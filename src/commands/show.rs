//! Show command implementation

use crate::api::{ApiClient, DocumentDetail};
use crate::error::Result;
use tracing::info;

/// Fetch one document's details from the service
pub async fn cmd_show(api: &ApiClient, document_id: i64) -> Result<DocumentDetail> {
    info!("Fetching document {}", document_id);
    api.show_document(document_id).await
}

/// Print document details to console
pub fn print_document(doc: &DocumentDetail) {
    println!("\n📖 {} (doc {})", doc.title, doc.id);
    if let Some(author) = &doc.author {
        println!("  Author: {}", author);
    }
    if let Some(source) = &doc.source {
        println!("  Source: {}", source);
    }
    if let Some(content_type) = &doc.content_type {
        println!("  Type: {}", content_type);
    }
    println!("  Chunks: {}", doc.chunk_count);
    println!("  Added: {}", doc.added_at);
}
//! Custom error types for lectern

use thiserror::Error;

/// Main error type for lectern operations
#[derive(Error, Debug)]
pub enum Error {
    #[error("Configuration error: {0}")]
    Config(String),

    #[error("Database error: {0}")]
    Database(#[from] sqlx::Error),

    #[error("API error: {0}")]
    Api(String),

    #[error("Fixture error: {0}")]
    Fixture(String),

    #[error("IO error: {0}")]
    Io(#[from] std::io::Error),

    #[error("HTTP error: {0}")]
    Http(#[from] reqwest::Error),

    #[error("URL parse error: {0}")]
    UrlParse(#[from] url::ParseError),

    #[error("JSON error: {0}")]
    Json(#[from] serde_json::Error),

    #[error("TOML parse error: {0}")]
    TomlParse(#[from] toml::de::Error),

    #[error("TOML serialize error: {0}")]
    TomlSerialize(#[from] toml::ser::Error),

    #[error("EPUB container error: {0}")]
    Zip(#[from] zip::result::ZipError),

    #[error("Collection not found: {0}")]
    CollectionNotFound(i64),

    #[error("Document not found: {0}")]
    DocumentNotFound(String),

    #[error("{0}")]
    Other(String),
}

impl From<anyhow::Error> for Error {
    fn from(err: anyhow::Error) -> Self {
        Error::Other(err.to_string())
    }
}

/// Result type alias for lectern
pub type Result<T> = std::result::Result<T, Error>;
--------
* _What you should do_
Read the material above and copy out each line holding "Fixture".

* _Problem solution_
    #[error("Fixture error: {0}")]
    Fixture(String),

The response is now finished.